[Source data]
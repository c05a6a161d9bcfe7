// SPDX-License-Identifier: BUSL-1.1
// Copyright (c) 2026 Alfred Jean LLC

//! Wall-clock abstraction for testable dwell windows

use chrono::{DateTime, Duration, Utc};
use std::sync::{Arc, Mutex};

/// A clock that provides the current wall-clock time
pub trait Clock: Clone + Send + Sync + 'static {
    fn now(&self) -> DateTime<Utc>;
}

/// Real system clock
#[derive(Clone, Copy, Debug, Default)]
pub struct SystemClock;

impl Clock for SystemClock {
    fn now(&self) -> DateTime<Utc> {
        Utc::now()
    }
}

/// Fake clock for testing with controllable time
#[derive(Clone, Debug)]
pub struct FakeClock {
    current: Arc<Mutex<DateTime<Utc>>>,
}

impl FakeClock {
    pub fn new() -> Self {
        Self::at(Utc::now())
    }

    /// Start the clock at a specific instant
    pub fn at(start: DateTime<Utc>) -> Self {
        Self {
            current: Arc::new(Mutex::new(start)),
        }
    }

    /// Advance the clock by the given number of milliseconds
    pub fn advance_ms(&self, ms: i64) {
        self.advance(Duration::milliseconds(ms));
    }

    /// Advance the clock by the given duration
    pub fn advance(&self, duration: Duration) {
        let mut current = self.current.lock().unwrap_or_else(|e| e.into_inner());
        *current += duration;
    }

    /// Set the clock to a specific instant
    pub fn set(&self, instant: DateTime<Utc>) {
        let mut current = self.current.lock().unwrap_or_else(|e| e.into_inner());
        *current = instant;
    }
}

impl Default for FakeClock {
    fn default() -> Self {
        Self::new()
    }
}

impl Clock for FakeClock {
    fn now(&self) -> DateTime<Utc> {
        *self.current.lock().unwrap_or_else(|e| e.into_inner())
    }
}

/// Milliseconds elapsed from `earlier` to `later`, clamped at zero
pub fn elapsed_ms(earlier: DateTime<Utc>, later: DateTime<Utc>) -> u64 {
    u64::try_from((later - earlier).num_milliseconds()).unwrap_or(0)
}

#[cfg(test)]
#[path = "clock_tests.rs"]
mod tests;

ACTIVITY
Nothing should be returned except the lines from the first line of the data above through the line with "pub fn elapsed_ms(earlier: DateTime<Utc>, later: DateTime<Utc>)", each one exact.

EXERCISE SOLUTION
repository c05a6a161d9bcfe7
// SPDX-License-Identifier: BUSL-1.1
// Copyright (c) 2026 Alfred Jean LLC

//! Wall-clock abstraction for testable dwell windows

use chrono::{DateTime, Duration, Utc};
use std::sync::{Arc, Mutex};

/// A clock that provides the current wall-clock time
pub trait Clock: Clone + Send + Sync + 'static {
    fn now(&self) -> DateTime<Utc>;
}

/// Real system clock
#[derive(Clone, Copy, Debug, Default)]
pub struct SystemClock;

impl Clock for SystemClock {
    fn now(&self) -> DateTime<Utc> {
        Utc::now()
    }
}

/// Fake clock for testing with controllable time
#[derive(Clone, Debug)]
pub struct FakeClock {
    current: Arc<Mutex<DateTime<Utc>>>,
}

impl FakeClock {
    pub fn new() -> Self {
        Self::at(Utc::now())
    }

    /// Start the clock at a specific instant
    pub fn at(start: DateTime<Utc>) -> Self {
        Self {
            current: Arc::new(Mutex::new(start)),
        }
    }

    /// Advance the clock by the given number of milliseconds
    pub fn advance_ms(&self, ms: i64) {
        self.advance(Duration::milliseconds(ms));
    }

    /// Advance the clock by the given duration
    pub fn advance(&self, duration: Duration) {
        let mut current = self.current.lock().unwrap_or_else(|e| e.into_inner());
        *current += duration;
    }

    /// Set the clock to a specific instant
    pub fn set(&self, instant: DateTime<Utc>) {
        let mut current = self.current.lock().unwrap_or_else(|e| e.into_inner());
        *current = instant;
    }
}

impl Default for FakeClock {
    fn default() -> Self {
        Self::new()
    }
}

impl Clock for FakeClock {
    fn now(&self) -> DateTime<Utc> {
        *self.current.lock().unwrap_or_else(|e| e.into_inner())
    }
}

/// Milliseconds elapsed from `earlier` to `later`, clamped at zero
pub fn elapsed_ms(earlier: DateTime<Utc>, later: DateTime<Utc>) -> u64 {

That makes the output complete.